De vier Verdragen van Genève van 1949 en de twee Aanvullende Protocollen van 1977 vormen de kern van het internationaal humanitair recht (IHR). Het Internationale Rode Kruiscomité (ICRC), dat een rol speelt in de verspreiding, naleving en ontwikkeling van het IHR, heeft bij deze Verdragen in de jaren ‘50 een handleiding voor interpretatie geschreven. Deze documenten noemt men de Commentaren (‘Commentaries’) bij de Verdragen. De teksten steunen op de onderhandelingen voorafgaande aan deze Verdragen en de eerste praktische ervaringen met de voorlopers van de Verdragen, voornamelijk hun toepassing tijdens de Tweede Wereldoorlog. De Commentaren beogen duiding te geven aan de interpretatie van de regels om zo de implementatie en naleving te bevorderen.
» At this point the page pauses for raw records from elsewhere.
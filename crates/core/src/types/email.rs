//! Email address type.

use core::fmt;

use serde::{Deserialize, Serialize};

/// Errors that can occur when parsing an [`Email`].
#[derive(thiserror::Error, Debug, Clone)]
pub enum EmailError {
    /// The input string is empty.
    #[error("email cannot be empty")]
    Empty,
    /// The input string is too long.
    #[error("email must be at most {max} characters")]
    TooLong {
        /// Maximum allowed length.
        max: usize,
    },
    /// The input does not contain an @ symbol.
    #[error("email must contain an @ symbol")]
    MissingAtSymbol,
    /// The local part (before @) is empty.
    #[error("email local part cannot be empty")]
    EmptyLocalPart,
    /// The domain part (after @) is empty.
    #[error("email domain cannot be empty")]
    EmptyDomain,
}

/// An email address.
///
/// This type provides basic validation for email addresses, ensuring they
/// have a valid structure with a local part and domain separated by an @ symbol.
///
/// ## Constraints
///
/// - Length: 1-255 characters (checkout form limit)
/// - Must contain an @ symbol
/// - Local part (before @) must not be empty
/// - Domain part (after @) must not be empty
///
/// ## Examples
///
/// ```
/// use posie_core::Email;
///
/// // Valid emails
/// assert!(Email::parse("user@example.com").is_ok());
/// assert!(Email::parse("user.name+tag@domain.co.uk").is_ok());
///
/// // Invalid emails
/// assert!(Email::parse("").is_err());           // empty
/// assert!(Email::parse("no-at-symbol").is_err()); // missing @
/// assert!(Email::parse("@domain.com").is_err());  // empty local part
/// assert!(Email::parse("user@").is_err());        // empty domain
/// ```
#[derive(Debug, Clone, Serialize, Deserialize, PartialEq, Eq, Hash)]
#[serde(transparent)]
pub struct Email(String);

impl Email {
    /// Maximum length of an email address accepted at checkout.
    pub const MAX_LENGTH: usize = 255;

    /// Parse an `Email` from a string.
    ///
    /// # Errors
    ///
    /// Returns an error if the input:
    /// - Is empty
    /// - Is longer than 255 characters
    /// - Does not contain an @ symbol
    /// - Has an empty local part or domain
    pub fn parse(s: &str) -> Result<Self, EmailError> {
        if s.is_empty() {
            return Err(EmailError::Empty);
        }

        if s.len() > Self::MAX_LENGTH {
            return Err(EmailError::TooLong {
                max: Self::MAX_LENGTH,
            });
        }

        let at_pos = s.find('@').ok_or(EmailError::MissingAtSymbol)?;

        if at_pos == 0 {
            return Err(EmailError::EmptyLocalPart);
        }

        if at_pos == s.len() - 1 {
            return Err(EmailError::EmptyDomain);
        }

        Ok(Self(s.to_owned()))
    }

    /// Returns the email address as a string slice.
    #[must_use]
    pub fn as_str(&self) -> &str {
        &self.0
    }

    /// Consumes the `Email` and returns its inner string.
    #[must_use]
    pub fn into_inner(self) -> String {
        self.0
    }

    /// Returns the local part of the email (before the @).
    #[must_use]
    pub fn local_part(&self) -> &str {
        self.0.split('@').next().unwrap_or("")
    }

    /// Returns the domain part of the email (after the @).
    #[must_use]
    pub fn domain(&self) -> &str {
        self.0.split('@').nth(1).unwrap_or("")
    }
}

impl fmt::Display for Email {
    fn fmt(&self, f: &mut fmt::Formatter<'_>) -> fmt::Result {
        write!(f, "{}", self.0)
    }
}

impl std::str::FromStr for Email {
    type Err = EmailError;

    fn from_str(s: &str) -> Result<Self, Self::Err> {
        Self::parse(s)
    }
}

impl AsRef<str> for Email {
    fn as_ref(&self) -> &str {
        &self.0
    }
}

// SQLx support (with postgres feature)
#[cfg(feature = "postgres")]
impl sqlx::Type<sqlx::Postgres> for Email {
    fn type_info() -> sqlx::postgres::PgTypeInfo {
        // TEXT or CITEXT - both work
        <String as sqlx::Type<sqlx::Postgres>>::type_info()
    }

    fn compatible(ty: &sqlx::postgres::PgTypeInfo) -> bool {
        <String as sqlx::Type<sqlx::Postgres>>::compatible(ty)
    }
}

#[cfg(feature = "postgres")]
impl<'r> sqlx::Decode<'r, sqlx::Postgres> for Email {
    fn decode(value: sqlx::postgres::PgValueRef<'r>) -> Result<Self, sqlx::error::BoxDynError> {
        let s = <String as sqlx::Decode<sqlx::Postgres>>::decode(value)?;
        // Database values are assumed valid
        Ok(Self(s))
    }
}

#[cfg(feature = "postgres")]
impl sqlx::Encode<'_, sqlx::Postgres> for Email {
    fn encode_by_ref(
        &self,
        buf: &mut sqlx::postgres::PgArgumentBuffer,
    ) -> Result<sqlx::encode::IsNull, sqlx::error::BoxDynError> {
        <String as sqlx::Encode<sqlx::Postgres>>::encode_by_ref(&self.0, buf)
    }
}

#[cfg(test)]
#[allow(clippy::unwrap_used)]
mod tests {
    use super::*;

    #[test]
    fn test_parse_valid_emails() {
        assert!(Email::parse("user@example.com").is_ok());
        assert!(Email::parse("user.name@example.com").is_ok());
        assert!(Email::parse("user+tag@example.com").is_ok());
        assert!(Email::parse("p@x.com").is_ok());
        assert!(Email::parse("user@example.co.uk").is_ok());
    }

    #[test]
    fn test_parse_empty() {
        assert!(matches!(Email::parse(""), Err(EmailError::Empty)));
    }

    #[test]
    fn test_parse_too_long() {
        let long = format!("{}@example.com", "a".repeat(250));
        assert!(matches!(
            Email::parse(&long),
            Err(EmailError::TooLong { .. })
        ));
    }

    #[test]
    fn test_parse_missing_at() {
        assert!(matches!(
            Email::parse("no-at-symbol"),
            Err(EmailError::MissingAtSymbol)
        ));
    }

    #[test]
    fn test_parse_empty_local_part() {
        assert!(matches!(
            Email::parse("@domain.com"),
            Err(EmailError::EmptyLocalPart)
        ));
    }

    #[test]
    fn test_parse_empty_domain() {
        assert!(matches!(
            Email::parse("user@"),
            Err(EmailError::EmptyDomain)
        ));
    }

    #[test]
    fn test_local_part_and_domain() {
        let email = Email::parse("user@example.com").unwrap();
        assert_eq!(email.local_part(), "user");
        assert_eq!(email.domain(), "example.com");
    }

    #[test]
    fn test_serde_roundtrip() {
        let email = Email::parse("user@example.com").unwrap();
        let json = serde_json::to_string(&email).unwrap();
        assert_eq!(json, "\"user@example.com\"");

        let parsed: Email = serde_json::from_str(&json).unwrap();
        assert_eq!(parsed, email);
    }

    #[test]
    fn test_from_str() {
        let email: Email = "user@example.com".parse().unwrap();
        assert_eq!(email.as_str(), "user@example.com");
    }
}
Belang van de vernieuwde Commentaar

Om te verzekeren dat de interpretatie van de Verdragen tegemoet komt aan moderne ontwikkelingen en aangepast is aan de realiteit van hedendaagse gewapende conflicten, werkt het ICRC aan een herziening van deze Commentaren. In 2016 en 2017 respectievelijk werden de vernieuwde Commentaren bij het Eerste Verdrag en Tweede Verdrag van Genève van 1949 gepubliceerd. In juni dit jaar werd de Vernieuwde Commentaar bij het Derde Verdrag van Genève van 1949 betreffende de behandeling van krijgsgevangen gelanceerd.

Het nemen van krijgsgevangen is in internationaal gewapende conflicten een eeuwenoude praktijk. Hedendaagse gewapende conflicten hebben echter voornamelijk een niet-internationaal karakter en vallen daarom – met uitzondering van het befaamde Gemeenschappelijke artikel 3 – buiten het toepassingsgebied van het Derde Verdrag van Genève. Nochtans blijft het een belangrijk instrument voor actuele internationaal gewapende conflicten die, hoewel afgenomen in aantal, een toenemende complexiteit kennen.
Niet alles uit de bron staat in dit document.